Mi nombre es Mingitorio

conozco penas y glorias de hombres arrogantes y bribones

de banqueros y vendedores de lentejuelas

conozco el tamaño de su miedo

y el chorro de sus vergüenzas

soy íntimo de ese ojo único que llevan de visita a mis dominios

de la corrugada bolsa donde guardan un par de globos

no oculares pero si caídos como parpados de borracho decembrino

a veces más de alguno me ha confesado

hincado y con las tripas a flor de boca

las desgracias de su matrimonio

la ingente cantidad de estrés que acumulan con su amante

con la secretaria y la almacenista de su oficina

algunos rompen en llanto

otros

más ingratos

me han golpeado y pateado

cuando se retiran

dado mi diseño ultramoderno

emito una onomatopeya digna de poema

cuajjjjjjshuuupp

 

 

Mente

 

bueno / ahora puede encender su grabadora / daré mi confesión

primero / soy tímido y tiemblo cuando se me acerca una mujer

no puedo evitar imaginar un probable romance

usted sabe

no voy directo a la cama

(el brillo de mis ojos no se debe a que sea libidinoso)

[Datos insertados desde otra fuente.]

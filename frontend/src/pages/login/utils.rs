use leptos::*;

pub const MOBILE_DIGITS: usize = 10;

#[derive(Clone, Copy)]
pub struct LoginFormState {
    pub mobile: RwSignal<String>,
    pub password: RwSignal<String>,
}

impl Default for LoginFormState {
    fn default() -> Self {
        Self {
            mobile: create_rw_signal(String::new()),
            password: create_rw_signal(String::new()),
        }
    }
}

impl LoginFormState {
    pub fn reset_password(&self) {
        self.password.set(String::new());
    }
}

/// Returns the trimmed mobile number when both fields pass.
pub fn validate_credentials(mobile: &str, password: &str) -> Result<String, String> {
    let mobile = mobile.trim();
    if mobile.is_empty() {
        return Err("Please enter your mobile number".into());
    }
    if mobile.len() != MOBILE_DIGITS || !mobile.chars().all(|c| c.is_ascii_digit()) {
        return Err("Mobile number must be 10 digits".into());
    }
    if password.is_empty() {
        return Err("Please enter your password".into());
    }
    Ok(mobile.to_string())
}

es decir / no le corro la tanga sin su permiso

todo comienza con un saludo

ella es la que da el primer paso / la que saluda y pregunta algo

mientras yo le contesto y me extiendo en platicarle

de qué color es mi auto

ella desliza sus uñas sobre mi corbata

la cual también tengo que imaginar

luego

aquí viene la mejor parte

un puñado de tipos se acerca violentamente a ella

y la comienzan a agredir sin causa alguna

yo cambio a modo súper saiyajin

empiezo pateando las pelotas de los agresores

para seguir con el castigo

lanzo algún tipo de genkidama

y si veo que no se derriten sus cuerpos

o que no desaparecen en ese resplandor

pues saco una pistola

(a la par me pongo lentes oscuros

como los de Arnold Schwarzenegger

cuando interpreta al Terminator)

y comienzo a dar disparos

todos con un tino endemoniado

al más necio

le descargo el arma en la boca

por haber ofendido

a la chica en cuestión

tome nota por favor

mientras la batalla se sucede

procuro que tanto mis enemigos

como la mujer a la que socorro

reparen en las venas de mis bíceps

gruesas como mangueras de bombero

al acabar con todos mis contrincantes

le tomo la mano a la mujer para salvarla

del inminente fuego

tuve la precaución de sembrar algunas

granadas de fragmentación

buuuuuuuuuuuuuummmmmmmmmmmmmmm

corremos ella y yo

usted pensará que aquí es cuando me da el primer beso

no es así

pues aún es de día

asunto terráqueo de lo más refractario a lo romántico

así que me tomo la libertad

de dar un puntapié al sol

para llamar a la luna con un chiflido

y haga de estrobo gigante

entonces es en ese instante cuando nos besamos

ella me confiesa

que soy el tipo que estaba esperando

y mi cara se ablanda

como la del príncipe encantado

me despido con otro beso ardiente

ella me ruega que no me marche así

por la cuerda de un helicóptero

y pues le informo que es inevitable

entonces

con mucha paciencia

ella se retira su hermosa tanga

sin siquiera mostrarme sus partes pudendas

y me regala ese objeto

el cual guardo con esmero

ahora ya puede apagar la grabadora

me reservo la segunda parte de la historia

soy escrupuloso

no quiero estérilmente antojar a nadie

 

 

 

Pedro Mena Bermúdez Ha publicado los libros: Pútrida voz (poemas 2004-2005), ICL, 2007; The City (poemas, 2009), ICL, 2010; Unheimlich (poemas 2005-2010), Fondo Editorial La Rana, 2011; 12 Voltios (Compilación del primer Encuentro Nacional de Poetas en León), ICL, Conaculta, INBA, 2013; La corbata y otros ensayos, Editorial Los otros libros, 2016; Tizne (poemas 2012-2016), ICL, 2017; Heráclito, Cinosargo Ediciones (Chile), 2017; Círculos de Agua (Compilación de poetas del estado de Guanajuato), Fondo Editorial La Rana, 2018. Ha colaborado en revistas impresas y electrónicas de México, España, Chile, Ecuador, Venezuela, Perú, Alemania y Estados Unidos.